Trois furent des joueurs déterminés, et pas un seul n’a pu lui tirer son secret, qui pourtant leur aurait fait grand bien et à moi aussi. Mais écoutez ce que m’a raconté mon oncle, le comte Ivan Ilitch, et j’ai sa parole d’honneur. Tchaplitzki – vous savez, celui qui est mort dans la misère après avoir mangé des millions -, un jour, dans sa jeunesse, perdit contre Zoritch environ trois cent mille roubles. Il était au désespoir. Ma grand-mère, qui n’était guère indulgente pour les fredaines des jeunes gens, je ne sais pourquoi, faisait exception à ses habitudes en faveur de Tchaplitzki: elle lui donna trois cartes à jouer l’une après l’autre, en exigeant sa parole de ne plus jouer ensuite de sa vie. Aussitôt Tchaplitzki alla trouver Zoritch et lui demanda sa revanche. Sur la première carte, il mit cinquante mille roubles. Il gagna, fit paroli; en fin de compte, avec ses trois cartes, il s’acquitta et se trouva même en gain… Mais voilà six heures! Ma foi, il est temps d’aller se coucher.»
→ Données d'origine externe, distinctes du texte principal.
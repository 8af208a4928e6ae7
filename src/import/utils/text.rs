use encoding_rs::Encoding;

use crate::error::DecodeError;

pub fn encoding_for_label(label: &str) -> Result<&'static Encoding, DecodeError> {
    Encoding::for_label(label.trim().as_bytes())
        .ok_or_else(|| DecodeError::UnknownEncoding(label.to_string()))
}

/// Decodes raw bytes with the given encoding, dropping a leading byte order mark.
/// A byte sequence that is invalid in the encoding fails the whole decoding.
pub fn decode_text(input: &[u8], encoding: &'static Encoding) -> Result<String, DecodeError> {
    let (content, used_encoding, had_errors) = encoding.decode(input);
    if had_errors {
        let line = content
            .find(char::REPLACEMENT_CHARACTER)
            .map(|index| content[..index].matches('\n').count() + 1)
            .unwrap_or_default();
        return Err(DecodeError::InvalidEncoding {
            encoding: used_encoding.name(),
            line,
        });
    }
    Ok(maybe_remove_byte_order_mark(content.into_owned()))
}

fn maybe_remove_byte_order_mark(mut content: String) -> String {
    if content.starts_with('\u{FEFF}') {
        content.remove(0);
    }
    content
}

#[cfg(test)]
mod tests {
    use super::*;

    #[test]
    fn utf8_with_bom() {
        let encoding = encoding_for_label("utf-8").unwrap();
        assert_eq!("Vente", decode_text(b"\xEF\xBB\xBFVente", encoding).unwrap());
    }

    #[test]
    fn latin9() {
        let encoding = encoding_for_label("iso-8859-15").unwrap();
        assert_eq!(
            "Salaire brut \u{e9}t\u{e9} \u{20ac}",
            decode_text(b"Salaire brut \xE9t\xE9 \xA4", encoding).unwrap()
        );
    }

    #[test]
    fn invalid_bytes_are_rejected() {
        let encoding = encoding_for_label("utf-8").unwrap();
        let err = decode_text(b"Vente\nVente \xE9t\xE9", encoding).unwrap_err();
        assert!(matches!(
            err,
            DecodeError::InvalidEncoding { encoding: "UTF-8", line: 2 }
        ));
        assert_eq!("Line 2: byte sequence invalid in UTF-8", err.to_string());
    }

    #[test]
    fn unknown_label() {
        assert!(matches!(
            encoding_for_label("klingon"),
            Err(DecodeError::UnknownEncoding(label)) if label == "klingon"
        ));
    }
}
use chrono::NaiveDate;
use rust_decimal::Decimal;
use serde::Serialize;

use crate::config::RunConfig;
use crate::ir::{AccountId, AnalyticAccountId, JournalId, Move, PartnerId, ResolvedRow};

/// Header of a move as handed to the ledger.
#[derive(Debug, Clone, PartialEq, Eq, Serialize)]
pub struct MoveHeader {
    pub journal_id: JournalId,
    pub date: NaiveDate,
    pub reference: Option<String>,
    /// Move number forced to the reference. `None` lets the ledger number the move.
    pub name: Option<String>,
}

#[derive(Debug, Clone, PartialEq, Eq, Serialize)]
pub struct MoveLinePayload {
    pub debit: Decimal,
    pub credit: Decimal,
    pub name: String,
    pub date: NaiveDate,
    pub account_id: AccountId,
    pub partner_id: Option<PartnerId>,
    pub analytic_account_id: Option<AnalyticAccountId>,
    pub reconcile_tag: Option<String>,
    /// Unique across imports: "{run sequence}-{source line}".
    pub external_id: String,
    pub source_line: usize,
}

#[derive(Debug, Clone, PartialEq, Eq, Serialize)]
pub struct MovePayload {
    pub header: MoveHeader,
    pub lines: Vec<MoveLinePayload>,
}

impl MovePayload {
    /// Distinct reconciliation tags of the lines, in line order.
    pub fn reconcile_tags(&self) -> Vec<&str> {
        let mut tags: Vec<&str> = Vec::new();
        for tag in self.lines.iter().filter_map(|line| line.reconcile_tag.as_deref()) {
            if !tags.contains(&tag) {
                tags.push(tag);
            }
        }
        tags
    }
}

pub fn prepare_move(sealed: Move, config: &RunConfig) -> MovePayload {
    let name = if config.force_move_number {
        sealed.reference.clone()
    } else {
        None
    };
    MovePayload {
        header: MoveHeader {
            journal_id: sealed.journal_id,
            date: sealed.date,
            reference: sealed.reference,
            name,
        },
        lines: sealed
            .lines
            .into_iter()
            .map(|row| line_to_payload(row, config.run_sequence))
            .collect(),
    }
}

fn line_to_payload(row: ResolvedRow, run_sequence: u64) -> MoveLinePayload {
    MoveLinePayload {
        debit: row.debit,
        credit: row.credit,
        name: row.name,
        date: row.date,
        account_id: row.account_id,
        partner_id: row.partner_id,
        analytic_account_id: row.analytic_account_id,
        reconcile_tag: row.reconcile_ref,
        external_id: format!("{run_sequence}-{}", row.line),
        source_line: row.line,
    }
}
Chacun vida son verre, et l’on se sépara.

II

La vieille comtesse Anna Fedotovna était dans son cabinet de toilette, assise devant une glace. Trois femmes de chambre l’entouraient: l’une lui présentait un pot de rouge, une autre une boîte d’épingles noires; une troisième tenait un énorme bonnet de dentelles avec des rubans couleur de feu. La comtesse n’avait plus la moindre prétention à la beauté; mais elle conservait les habitudes de sa jeunesse, s’habillait à la mode d’il y a cinquante ans, et mettait à sa toilette tout le temps et toute la pompe d’une petite maîtresse du siècle passé. Sa demoiselle de compagnie travaillait à un métier dans l’embrasure de la fenêtre.


«Bonjour, grand-maman*, dit un jeune officier en entrant dans le cabinet; bonjour mademoiselle Lise. Grand-maman*, c’est une requête que je viens vous porter.